Intel i5000 northbridge code commited

0
3 days
by Sven Schnelle in coreboot

I’ve started that port in November 2011, and made it finally working in January. Well, at least working on my Supermicro X7DB8 Board. Compared to the vendor BIOS which takes about 30 seconds from power-on to grub, coreboot finishes the same task in 3s. Unfortunately the VGA BIOS takes about 2 seconds to program the register to do 80×25 resolution, so eventually we end up with 5s. If you don’t need a VGA console, and prefer a serial console, you can save even these two seconds.

Actually i didn’t expect the port progressing so fast. One tool that was a great help was serialice. I used it to watch the original BIOS initializing memory.

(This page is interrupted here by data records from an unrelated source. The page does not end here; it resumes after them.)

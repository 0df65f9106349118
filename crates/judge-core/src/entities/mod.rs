//! Entity structs for items, judges, and decisions.

mod decision;
mod item;
mod judge;

pub use decision::Decision;
pub use item::Item;
pub use judge::{Assignment, Judge};
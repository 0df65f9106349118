use serde::Serialize;

use crate::cli::GlobalFlags;
use crate::context::AppContext;
use crate::output::output;

#[derive(Serialize)]
struct InitResponse<'a> {
    database: &'a str,
    items: usize,
    judges: usize,
    closed: bool,
}

/// Handle `jdg init`. Opening the context already created and migrated the
/// database; report what it holds.
pub async fn handle(ctx: &AppContext, flags: &GlobalFlags) -> anyhow::Result<()> {
    let response = InitResponse {
        database: &ctx.config.database.path,
        items: ctx.service.list_items().await?.len(),
        judges: ctx.service.list_judges().await?.len(),
        closed: ctx.service.is_closed().await?,
    };
    output(&response, flags.format)
}
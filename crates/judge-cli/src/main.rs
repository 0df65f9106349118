use anyhow::Context;
use clap::Parser;

mod cli;
mod commands;
mod context;
mod output;
mod progress;
mod ui;

#[tokio::main]
async fn main() {
    if let Err(error) = run().await {
        eprintln!("jdg error: {error:#}");
        std::process::exit(1);
    }
}

async fn run() -> anyhow::Result<()> {
    let cli = cli::Cli::parse();
    init_tracing(cli.quiet, cli.verbose)?;

    let flags = cli.global_flags();
    ui::init(&flags);

    let config = context::load_config(&flags)?;

    // Simulations run against their own scratch database.
    if let cli::Commands::Simulate(args) = &cli.command {
        return commands::simulate::handle(args, &config, &flags).await;
    }

    let ctx = context::AppContext::init(config)
        .await
        .context("failed to open the judging database")?;

    commands::dispatch::dispatch(cli.command, &ctx, &flags).await
}

fn init_tracing(quiet: bool, verbose: bool) -> anyhow::Result<()> {
    let level = if quiet {
        "error"
    } else if verbose {
        "debug"
    } else {
        "warn"
    };

    let filter = tracing_subscriber::EnvFilter::try_from_env("JUDGE_LOG")
        .unwrap_or_else(|_| tracing_subscriber::EnvFilter::new(level));

    tracing_subscriber::fmt()
        .with_env_filter(filter)
        .with_writer(std::io::stderr)
        .try_init()
        .map_err(|error| anyhow::anyhow!("failed to initialize tracing subscriber: {error}"))?;

    Ok(())
}
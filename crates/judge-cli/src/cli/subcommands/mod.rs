mod item;
mod judge;
mod judging;
mod settings;

pub use item::ItemCommands;
pub use judge::JudgeCommands;
pub use judging::{JudgingCommands, VoteChoice};
pub use settings::SettingsCommands;
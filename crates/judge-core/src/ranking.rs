//! Leaderboard ordering.

use std::collections::HashMap;

use schemars::JsonSchema;
use serde::{Deserialize, Serialize};

use crate::entities::{Decision, Item, Judge};

/// One row of the item leaderboard.
#[derive(Debug, Clone, PartialEq, Serialize, Deserialize, JsonSchema)]
pub struct Standing {
    pub rank: usize,
    pub item_id: String,
    pub name: String,
    pub active: bool,
    pub mu: f64,
    pub sigma_sq: f64,
    /// Decisions this item took part in.
    pub decisions: usize,
    pub views: usize,
    /// Judges who dropped the item without ever viewing it.
    pub skips: usize,
}

/// One row of the judge summary.
#[derive(Debug, Clone, PartialEq, Serialize, Deserialize, JsonSchema)]
pub struct JudgeStanding {
    pub judge_id: String,
    pub name: String,
    pub active: bool,
    pub alpha: f64,
    pub beta: f64,
    /// Expected probability the judge is attentive.
    pub reliability: f64,
    pub decisions: usize,
}

/// A judge's ignore entry.
#[derive(Debug, Clone, PartialEq, Eq, Serialize, Deserialize)]
pub struct IgnoreEntry {
    pub judge_id: String,
    pub item_id: String,
}

/// Items ordered by skill mean, highest first. Ties fall back to name.
#[must_use]
pub fn rank_items(items: &[Item], decisions: &[Decision], ignores: &[IgnoreEntry]) -> Vec<Standing> {
    let mut involvement: HashMap<&str, usize> = HashMap::new();
    for decision in decisions {
        *involvement.entry(decision.winner_id.as_str()).or_default() += 1;
        *involvement.entry(decision.loser_id.as_str()).or_default() += 1;
    }

    let by_id: HashMap<&str, &Item> = items.iter().map(|i| (i.id.as_str(), i)).collect();
    let mut skips: HashMap<&str, usize> = HashMap::new();
    for entry in ignores {
        let viewed = by_id
            .get(entry.item_id.as_str())
            .is_some_and(|item| item.viewed_by.contains(&entry.judge_id));
        if !viewed {
            *skips.entry(entry.item_id.as_str()).or_default() += 1;
        }
    }

    let mut ordered: Vec<&Item> = items.iter().collect();
    ordered.sort_by(|a, b| b.mu.total_cmp(&a.mu).then_with(|| a.name.cmp(&b.name)));

    ordered
        .into_iter()
        .enumerate()
        .map(|(index, item)| Standing {
            rank: index + 1,
            item_id: item.id.clone(),
            name: item.name.clone(),
            active: item.active,
            mu: item.mu,
            sigma_sq: item.sigma_sq,
            decisions: involvement.get(item.id.as_str()).copied().unwrap_or_default(),
            views: item.view_count(),
            skips: skips.get(item.id.as_str()).copied().unwrap_or_default(),
        })
        .collect()
}

/// Judges with their decision counts, most prolific first.
#[must_use]
pub fn summarize_judges(judges: &[Judge], decisions: &[Decision]) -> Vec<JudgeStanding> {
    let mut counts: HashMap<&str, usize> = HashMap::new();
    for decision in decisions {
        *counts.entry(decision.judge_id.as_str()).or_default() += 1;
    }

    let mut rows: Vec<JudgeStanding> = judges
        .iter()
        .map(|judge| JudgeStanding {
            judge_id: judge.id.clone(),
            name: judge.name.clone(),
            active: judge.active,
            alpha: judge.alpha,
            beta: judge.beta,
            reliability: judge.reliability().mean(),
            decisions: counts.get(judge.id.as_str()).copied().unwrap_or_default(),
        })
        .collect();
    rows.sort_by(|a, b| b.decisions.cmp(&a.decisions).then_with(|| a.name.cmp(&b.name)));
    rows
}

/// Spearman rank correlation between two orderings of the same ids.
///
/// Returns `None` when fewer than two ids are shared.
#[must_use]
pub fn rank_correlation(left: &[String], right: &[String]) -> Option<f64> {
    let positions: HashMap<&str, usize> = right
        .iter()
        .enumerate()
        .map(|(i, id)| (id.as_str(), i))
        .collect();
    let pairs: Vec<(usize, usize)> = left
        .iter()
        .filter_map(|id| positions.get(id.as_str()).copied())
        .enumerate()
        .collect();
    if pairs.len() < 2 {
        return None;
    }

    // Re-rank the right positions among the shared ids.
    let mut order: Vec<usize> = (0..pairs.len()).collect();
    order.sort_by_key(|&i| pairs[i].1);
    let mut right_rank = vec![0_usize; pairs.len()];
    for (rank, &i) in order.iter().enumerate() {
        right_rank[i] = rank;
    }

    #[allow(clippy::cast_precision_loss)]
    let n = pairs.len() as f64;
    #[allow(clippy::cast_precision_loss)]
    let d_sq: f64 = pairs
        .iter()
        .enumerate()
        .map(|(i, _)| {
            let d = i as f64 - right_rank[i] as f64;
            d * d
        })
        .sum();
    Some(1.0 - 6.0 * d_sq / (n * (n * n - 1.0)))
}

#[cfg(test)]
mod tests {
    use std::collections::BTreeSet;

    use chrono::Utc;
    use pretty_assertions::assert_eq;

    use super::*;

    fn item(id: &str, mu: f64) -> Item {
        Item {
            id: id.to_string(),
            name: id.to_uppercase(),
            description: String::new(),
            active: true,
            prioritized: false,
            mu,
            sigma_sq: 1.0,
            viewed_by: BTreeSet::new(),
            version: 1,
            created_at: Utc::now(),
        }
    }

    fn decision(judge: &str, winner: &str, loser: &str) -> Decision {
        Decision {
            id: format!("dec-{winner}{loser}"),
            judge_id: judge.to_string(),
            winner_id: winner.to_string(),
            loser_id: loser.to_string(),
            created_at: Utc::now(),
        }
    }

    #[test]
    fn items_are_ordered_by_mean() {
        let items = vec![item("a", -0.5), item("b", 1.2), item("c", 0.3)];
        let standings = rank_items(&items, &[], &[]);
        let order: Vec<_> = standings.iter().map(|s| s.item_id.as_str()).collect();
        assert_eq!(order, vec!["b", "c", "a"]);
        assert_eq!(standings[0].rank, 1);
        assert_eq!(standings[2].rank, 3);
    }

    #[test]
    fn counts_decisions_views_and_skips() {
        let mut items = vec![item("a", 0.0), item("b", 0.0)];
        items[0].viewed_by.insert("j1".to_string());
        let decisions = vec![decision("j1", "a", "b"), decision("j2", "b", "a")];
        let ignores = vec![
            IgnoreEntry {
                judge_id: "j1".to_string(),
                item_id: "a".to_string(),
            },
            IgnoreEntry {
                judge_id: "j2".to_string(),
                item_id: "a".to_string(),
            },
        ];

        let standings = rank_items(&items, &decisions, &ignores);
        let a = standings.iter().find(|s| s.item_id == "a").unwrap();
        assert_eq!((a.decisions, a.views, a.skips), (2, 1, 1));
    }

    #[test]
    fn judges_sorted_by_activity() {
        let judge = |id: &str| Judge {
            id: id.to_string(),
            name: id.to_string(),
            email: String::new(),
            active: true,
            alpha: 10.0,
            beta: 1.0,
            ignore: BTreeSet::new(),
            prev: None,
            next: None,
            updated_at: None,
            version: 0,
            created_at: Utc::now(),
        };
        let rows = summarize_judges(
            &[judge("j1"), judge("j2")],
            &[decision("j2", "a", "b"), decision("j2", "b", "c")],
        );
        assert_eq!(rows[0].judge_id, "j2");
        assert_eq!(rows[0].decisions, 2);
        assert_eq!(rows[1].decisions, 0);
    }

    #[test]
    fn rank_correlation_bounds() {
        let ids = |v: &[&str]| v.iter().map(ToString::to_string).collect::<Vec<_>>();
        let forward = ids(&["a", "b", "c", "d"]);
        let reverse = ids(&["d", "c", "b", "a"]);
        assert!((rank_correlation(&forward, &forward).unwrap() - 1.0).abs() < 1e-12);
        assert!((rank_correlation(&forward, &reverse).unwrap() + 1.0).abs() < 1e-12);
        assert_eq!(rank_correlation(&forward[..1], &forward), None);
    }
}
use crate::cli::GlobalFlags;
use crate::cli::root_commands::LeaderboardArgs;
use crate::context::AppContext;
use crate::output::output;

/// Handle `jdg leaderboard`.
pub async fn handle(args: &LeaderboardArgs, ctx: &AppContext, flags: &GlobalFlags) -> anyhow::Result<()> {
    if args.judges {
        output(&ctx.service.judge_summary().await?, flags.format)
    } else {
        output(&ctx.service.leaderboard().await?, flags.format)
    }
}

To get serialice running, all you have to do is writing a few lines of board specific C code, which initializes the serial port and some basic chipset parts required for accessing the serial port registers. On the host side, a patched QEMU is running, executing the vendor BIOS while redirecting HW accesses to the target computer. Which HW accesses are redirected can be configured by a small lua script. LUA can also be used to pretty print the output from serialice. So with a bit of hacking i had the following output from serialice:

pci_mmmo_read_config32(PCI_ADDR(0, 16, 1, 0), MC) == 0x0040000;
pci_mmio_write_config32(PCI_ADDR(0, 16, 1, 0), MC, 00040000);
pci_mmio_write_config8(PCI_ADDR(0, 21, 0, 0), FBDICMD0, EI);
pci_mmio_read_config16(PCI_ADDR(0, 21, 0, 0), FBDISTS0) == 0x1FFF;
pci_mmio_write_config8(PCI_ADDR(0, 21, 0, 0), FBDHPC, STATE_INIT);
pci_mmio_read_config8(PCI_ADDR(0, 21, 0, 0), FBDST) == 0x10;
amb_smbus_write_config32(0, 1, 0, 1, AMB_FBDSBCFGNXT, 0x20b1b);
pci_mmio_write_config8(PCI_ADDR(0, 21, 0, 0), FBDSBTXCFG0, 0x05);
pci_mmio_write_config32(PCI_ADDR(0, 21, 0, 0), FBD0IBTXPAT2EN, 00000000);
pci_mmio_write_config32(PCI_ADDR(0, 21, 0, 0), FBD0IBRXPAT2EN, 00000000);
pci_mmio_read_config32(PCI_ADDR(0, 21, 0, 0), FBD0IBPORTCTL) == 0x1000032;
pci_mmio_write_config32(PCI_ADDR(0, 21, 0, 0), FBD0IBPORTCTL, 00000012);
pci_mmio_write_config8(PCI_ADDR(0, 21, 0, 0), FBDICMD0, TS0);
pci_mmio_read_config16(PCI_ADDR(0, 21, 0, 0), FBDISTS0) == 0x1FFF;
pci_mmio_write_config8(PCI_ADDR(0, 21, 0, 0), FBDICMD0, TS1);
pci_mmio_read_config16(PCI_ADDR(0, 21, 0, 0), FBDISTS0) == 0x1FFF;
pci_mmio_read_config32(PCI_ADDR(0, 21, 0, 0), FBD0IBPORTCTL) == 0x0000016;
pci_mmio_read_config32(PCI_ADDR(0, 21, 0, 0), FBD0IBPORTCTL) == 0x0000016;
pci_mmio_write_config8(PCI_ADDR(0, 21, 0, 0), FBDICMD0, TS2);
pci_mmio_read_config16(PCI_ADDR(0, 21, 0, 0), FBDISTS0) == 0x1FFF;
pci_mmio_read_config8(PCI_ADDR(0, 21, 0, 0), FBDLVL0) == 0x14;
pci_mmio_write_config8(PCI_ADDR(0, 21, 0, 0), FBDICMD0, TS2);
pci_mmio_read_config16(PCI_ADDR(0, 21, 0, 0), FBDISTS0) == 0x1FFF;
pci_mmio_write_config8(PCI_ADDR(0, 21, 0, 0), FBDICMD0, TS3);
pci_mmio_read_config16(PCI_ADDR(0, 21, 0, 0), FBDISTS0) == 0x1FFF;
pci_mmio_write_config8(PCI_ADDR(0, 21, 0, 0), FBDHPC, STATE_READY);
pci_mmio_read_config8(PCI_ADDR(0, 21, 0, 0), FBDST) == 0x20;
pci_mmio_write_config16(PCI_ADDR(0, 21, 0, 0), AMBPRESENT0, 0x8FFF);
pci_mmio_write_config16(PCI_ADDR(0, 21, 0, 0), AMBPRESENT0, 0x8FFF);
MEM:  readl AMB_ID => 0482111d *
MEM: writel AMB_FERR <= 00000009 *
MEM: writel AMB_NERR <= 00000009 *
pci_mmio_write_config16(PCI_ADDR(0, 21, 0, 0), AMBPRESENT0, 0x8001);
pci_mmio_read_config32(PCI_ADDR(0, 16, 1, 0), MC) == 0x0040000;
pci_mmio_write_config32(PCI_ADDR(0, 16, 1, 0), MC, 40040020);

As you can see, this almost looks like C code. Even if it looks like porting coreboot to this chipset should be simple with that level of output, there where some challenges.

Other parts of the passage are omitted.